=== Provided records ===
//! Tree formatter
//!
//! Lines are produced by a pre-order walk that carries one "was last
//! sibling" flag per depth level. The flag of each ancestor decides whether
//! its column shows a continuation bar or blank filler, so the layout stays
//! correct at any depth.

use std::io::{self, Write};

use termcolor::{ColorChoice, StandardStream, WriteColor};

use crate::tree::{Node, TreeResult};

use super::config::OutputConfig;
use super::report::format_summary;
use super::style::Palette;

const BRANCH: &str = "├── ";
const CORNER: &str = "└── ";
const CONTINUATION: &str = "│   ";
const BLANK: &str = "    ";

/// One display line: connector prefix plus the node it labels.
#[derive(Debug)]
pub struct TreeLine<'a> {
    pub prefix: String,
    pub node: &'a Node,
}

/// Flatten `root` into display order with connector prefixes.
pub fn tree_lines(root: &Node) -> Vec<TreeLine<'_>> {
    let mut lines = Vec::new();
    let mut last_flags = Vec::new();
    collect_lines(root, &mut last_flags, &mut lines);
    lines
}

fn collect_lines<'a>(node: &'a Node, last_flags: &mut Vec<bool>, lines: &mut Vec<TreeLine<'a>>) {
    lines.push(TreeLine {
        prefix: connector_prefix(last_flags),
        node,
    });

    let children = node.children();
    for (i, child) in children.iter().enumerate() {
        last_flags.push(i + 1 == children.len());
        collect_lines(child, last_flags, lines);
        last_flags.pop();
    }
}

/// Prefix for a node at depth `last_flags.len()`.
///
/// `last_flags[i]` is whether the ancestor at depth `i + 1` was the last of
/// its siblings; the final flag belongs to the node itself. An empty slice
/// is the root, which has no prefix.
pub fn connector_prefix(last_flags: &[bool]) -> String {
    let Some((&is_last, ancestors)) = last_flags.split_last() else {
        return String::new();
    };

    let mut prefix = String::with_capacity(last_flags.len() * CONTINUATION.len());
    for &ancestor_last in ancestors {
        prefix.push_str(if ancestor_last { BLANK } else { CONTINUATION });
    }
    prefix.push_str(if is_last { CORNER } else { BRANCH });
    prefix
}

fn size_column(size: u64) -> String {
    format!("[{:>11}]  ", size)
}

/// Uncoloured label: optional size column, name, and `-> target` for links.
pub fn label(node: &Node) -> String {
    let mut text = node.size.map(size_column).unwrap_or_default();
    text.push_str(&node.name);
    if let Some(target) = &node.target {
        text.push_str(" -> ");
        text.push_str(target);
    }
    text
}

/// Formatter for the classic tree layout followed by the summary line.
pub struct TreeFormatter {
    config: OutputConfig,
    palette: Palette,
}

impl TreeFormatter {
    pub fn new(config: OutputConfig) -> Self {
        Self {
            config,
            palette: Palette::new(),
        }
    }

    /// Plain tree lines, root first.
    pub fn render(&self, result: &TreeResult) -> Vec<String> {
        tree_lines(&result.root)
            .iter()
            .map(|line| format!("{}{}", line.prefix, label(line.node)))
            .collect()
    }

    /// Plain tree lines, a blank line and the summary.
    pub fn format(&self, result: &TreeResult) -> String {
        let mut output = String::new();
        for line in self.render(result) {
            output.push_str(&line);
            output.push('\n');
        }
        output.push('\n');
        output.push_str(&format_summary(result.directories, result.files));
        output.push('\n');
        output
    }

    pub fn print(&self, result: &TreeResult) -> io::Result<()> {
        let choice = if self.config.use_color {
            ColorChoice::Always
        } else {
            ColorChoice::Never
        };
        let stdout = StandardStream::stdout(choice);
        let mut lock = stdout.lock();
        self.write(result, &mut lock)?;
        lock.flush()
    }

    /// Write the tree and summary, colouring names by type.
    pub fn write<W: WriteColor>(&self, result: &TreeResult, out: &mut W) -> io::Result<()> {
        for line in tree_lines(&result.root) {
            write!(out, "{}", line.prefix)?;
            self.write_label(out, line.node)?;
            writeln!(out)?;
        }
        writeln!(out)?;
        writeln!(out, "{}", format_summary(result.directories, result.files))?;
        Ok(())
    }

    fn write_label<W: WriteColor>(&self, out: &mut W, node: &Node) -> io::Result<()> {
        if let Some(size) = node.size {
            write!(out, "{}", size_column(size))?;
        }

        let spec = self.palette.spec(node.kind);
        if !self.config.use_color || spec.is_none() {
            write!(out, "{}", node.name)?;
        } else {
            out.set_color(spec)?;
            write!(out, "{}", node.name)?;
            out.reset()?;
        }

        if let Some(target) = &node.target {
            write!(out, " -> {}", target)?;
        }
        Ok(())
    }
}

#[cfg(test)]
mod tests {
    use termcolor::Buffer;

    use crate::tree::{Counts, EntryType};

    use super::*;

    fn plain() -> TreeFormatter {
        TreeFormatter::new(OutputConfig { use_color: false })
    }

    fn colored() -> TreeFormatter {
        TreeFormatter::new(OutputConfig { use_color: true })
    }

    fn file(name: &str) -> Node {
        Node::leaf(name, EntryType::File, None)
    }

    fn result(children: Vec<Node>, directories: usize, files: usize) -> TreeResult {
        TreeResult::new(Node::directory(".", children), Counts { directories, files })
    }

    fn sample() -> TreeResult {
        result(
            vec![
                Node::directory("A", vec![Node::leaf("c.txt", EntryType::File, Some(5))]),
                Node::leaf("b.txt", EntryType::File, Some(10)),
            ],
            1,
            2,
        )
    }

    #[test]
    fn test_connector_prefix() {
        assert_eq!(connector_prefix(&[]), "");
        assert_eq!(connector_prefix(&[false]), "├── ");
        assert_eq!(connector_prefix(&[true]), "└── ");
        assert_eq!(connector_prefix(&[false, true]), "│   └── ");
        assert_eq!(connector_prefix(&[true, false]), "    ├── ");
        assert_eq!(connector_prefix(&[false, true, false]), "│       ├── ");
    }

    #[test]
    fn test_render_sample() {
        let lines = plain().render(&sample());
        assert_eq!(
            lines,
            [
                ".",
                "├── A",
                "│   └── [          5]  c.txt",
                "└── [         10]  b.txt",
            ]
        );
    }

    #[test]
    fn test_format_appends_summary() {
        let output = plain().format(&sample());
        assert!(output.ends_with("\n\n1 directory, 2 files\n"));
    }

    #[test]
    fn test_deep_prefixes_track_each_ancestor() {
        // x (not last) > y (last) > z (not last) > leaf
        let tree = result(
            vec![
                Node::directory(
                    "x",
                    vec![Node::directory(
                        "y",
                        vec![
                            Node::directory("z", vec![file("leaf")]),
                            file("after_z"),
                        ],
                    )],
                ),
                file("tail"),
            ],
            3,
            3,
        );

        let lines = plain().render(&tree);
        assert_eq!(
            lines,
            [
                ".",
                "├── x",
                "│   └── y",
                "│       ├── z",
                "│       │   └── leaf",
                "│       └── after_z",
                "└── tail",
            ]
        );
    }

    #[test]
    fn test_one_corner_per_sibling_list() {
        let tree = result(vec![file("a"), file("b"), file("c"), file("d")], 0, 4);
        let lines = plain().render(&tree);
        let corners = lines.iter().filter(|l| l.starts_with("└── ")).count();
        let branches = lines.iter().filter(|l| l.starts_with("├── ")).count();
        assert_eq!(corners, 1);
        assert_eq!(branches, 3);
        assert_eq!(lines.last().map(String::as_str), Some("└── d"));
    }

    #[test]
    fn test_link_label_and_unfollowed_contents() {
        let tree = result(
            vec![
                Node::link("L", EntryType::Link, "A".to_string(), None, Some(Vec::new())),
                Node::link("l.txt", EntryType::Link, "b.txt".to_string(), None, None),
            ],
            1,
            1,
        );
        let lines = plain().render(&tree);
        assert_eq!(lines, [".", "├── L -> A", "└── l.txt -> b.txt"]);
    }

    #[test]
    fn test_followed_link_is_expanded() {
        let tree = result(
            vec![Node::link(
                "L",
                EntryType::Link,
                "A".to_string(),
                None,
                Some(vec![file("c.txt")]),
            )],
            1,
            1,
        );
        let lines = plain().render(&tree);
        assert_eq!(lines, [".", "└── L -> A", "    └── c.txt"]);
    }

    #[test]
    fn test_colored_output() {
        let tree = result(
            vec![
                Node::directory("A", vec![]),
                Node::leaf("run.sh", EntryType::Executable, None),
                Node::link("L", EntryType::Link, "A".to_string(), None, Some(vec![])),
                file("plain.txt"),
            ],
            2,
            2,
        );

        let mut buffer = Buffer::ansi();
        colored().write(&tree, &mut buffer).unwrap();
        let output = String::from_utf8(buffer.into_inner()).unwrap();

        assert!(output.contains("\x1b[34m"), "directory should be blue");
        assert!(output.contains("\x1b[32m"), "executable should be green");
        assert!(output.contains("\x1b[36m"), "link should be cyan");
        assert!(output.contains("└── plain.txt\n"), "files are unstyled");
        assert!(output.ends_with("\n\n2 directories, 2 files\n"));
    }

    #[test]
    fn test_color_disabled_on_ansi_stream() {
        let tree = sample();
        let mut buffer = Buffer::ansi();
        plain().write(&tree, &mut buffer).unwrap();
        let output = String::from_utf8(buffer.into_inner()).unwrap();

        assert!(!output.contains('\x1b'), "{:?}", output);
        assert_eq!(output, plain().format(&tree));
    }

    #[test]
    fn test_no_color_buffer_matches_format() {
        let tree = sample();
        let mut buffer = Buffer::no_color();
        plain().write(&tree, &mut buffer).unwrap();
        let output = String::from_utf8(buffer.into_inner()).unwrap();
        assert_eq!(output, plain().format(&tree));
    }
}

* * *

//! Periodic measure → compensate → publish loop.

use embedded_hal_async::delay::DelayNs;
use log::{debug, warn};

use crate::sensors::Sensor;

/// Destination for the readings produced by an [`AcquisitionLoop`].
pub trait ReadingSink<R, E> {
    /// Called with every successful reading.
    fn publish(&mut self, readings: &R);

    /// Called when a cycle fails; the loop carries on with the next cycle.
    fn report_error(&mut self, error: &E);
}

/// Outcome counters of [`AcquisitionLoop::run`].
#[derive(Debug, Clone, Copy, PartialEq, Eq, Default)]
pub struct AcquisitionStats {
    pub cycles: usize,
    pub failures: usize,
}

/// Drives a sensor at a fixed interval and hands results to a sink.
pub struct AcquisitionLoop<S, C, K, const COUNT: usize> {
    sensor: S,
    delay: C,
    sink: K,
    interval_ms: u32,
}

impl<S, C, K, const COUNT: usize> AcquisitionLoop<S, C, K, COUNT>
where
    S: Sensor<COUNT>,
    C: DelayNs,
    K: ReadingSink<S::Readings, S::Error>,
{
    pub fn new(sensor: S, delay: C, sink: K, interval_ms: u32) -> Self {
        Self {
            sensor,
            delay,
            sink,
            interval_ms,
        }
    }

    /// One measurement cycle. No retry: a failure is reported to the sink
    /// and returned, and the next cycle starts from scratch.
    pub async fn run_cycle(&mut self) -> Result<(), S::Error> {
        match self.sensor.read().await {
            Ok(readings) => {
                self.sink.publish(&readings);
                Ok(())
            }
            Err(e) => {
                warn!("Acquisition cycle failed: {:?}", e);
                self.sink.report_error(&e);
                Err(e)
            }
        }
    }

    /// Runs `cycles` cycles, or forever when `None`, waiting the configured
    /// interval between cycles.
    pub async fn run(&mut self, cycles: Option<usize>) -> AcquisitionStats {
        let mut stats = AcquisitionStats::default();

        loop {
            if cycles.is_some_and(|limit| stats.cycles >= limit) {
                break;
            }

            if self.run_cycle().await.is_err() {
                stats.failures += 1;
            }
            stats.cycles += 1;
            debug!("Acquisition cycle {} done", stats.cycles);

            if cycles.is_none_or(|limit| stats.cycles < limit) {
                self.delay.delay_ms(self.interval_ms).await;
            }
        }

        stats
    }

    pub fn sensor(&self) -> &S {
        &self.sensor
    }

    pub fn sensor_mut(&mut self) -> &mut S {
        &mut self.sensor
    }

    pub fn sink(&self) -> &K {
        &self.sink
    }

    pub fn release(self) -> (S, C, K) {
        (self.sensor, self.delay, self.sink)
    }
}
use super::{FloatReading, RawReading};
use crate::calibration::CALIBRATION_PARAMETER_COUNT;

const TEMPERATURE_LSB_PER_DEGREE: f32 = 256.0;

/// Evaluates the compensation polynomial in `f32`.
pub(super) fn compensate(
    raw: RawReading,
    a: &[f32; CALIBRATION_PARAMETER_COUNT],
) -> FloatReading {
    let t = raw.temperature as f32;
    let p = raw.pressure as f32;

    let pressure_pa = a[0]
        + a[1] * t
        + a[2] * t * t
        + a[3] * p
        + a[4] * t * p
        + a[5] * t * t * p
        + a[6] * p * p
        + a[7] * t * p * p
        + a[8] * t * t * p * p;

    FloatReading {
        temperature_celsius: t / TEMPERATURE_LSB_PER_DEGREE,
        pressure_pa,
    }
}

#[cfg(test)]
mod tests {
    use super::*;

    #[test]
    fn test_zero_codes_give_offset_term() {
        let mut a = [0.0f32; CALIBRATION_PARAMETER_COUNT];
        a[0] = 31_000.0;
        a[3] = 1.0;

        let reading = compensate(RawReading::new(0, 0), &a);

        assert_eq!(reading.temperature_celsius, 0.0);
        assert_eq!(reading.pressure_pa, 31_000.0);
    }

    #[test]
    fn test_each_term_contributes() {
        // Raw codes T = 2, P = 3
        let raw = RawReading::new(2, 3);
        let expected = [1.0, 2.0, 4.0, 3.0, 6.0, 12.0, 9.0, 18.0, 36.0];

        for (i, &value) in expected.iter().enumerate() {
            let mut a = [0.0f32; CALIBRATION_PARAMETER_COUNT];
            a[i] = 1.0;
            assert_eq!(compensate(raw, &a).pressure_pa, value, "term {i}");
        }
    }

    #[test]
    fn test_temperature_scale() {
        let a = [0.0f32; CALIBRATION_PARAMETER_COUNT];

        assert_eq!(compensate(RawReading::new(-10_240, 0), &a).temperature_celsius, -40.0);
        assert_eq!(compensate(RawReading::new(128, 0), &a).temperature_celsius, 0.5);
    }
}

=== Task statement ===
Within the listing above, each line containing "carries" is counted once; report the total and nothing else.

=== Task response ===
2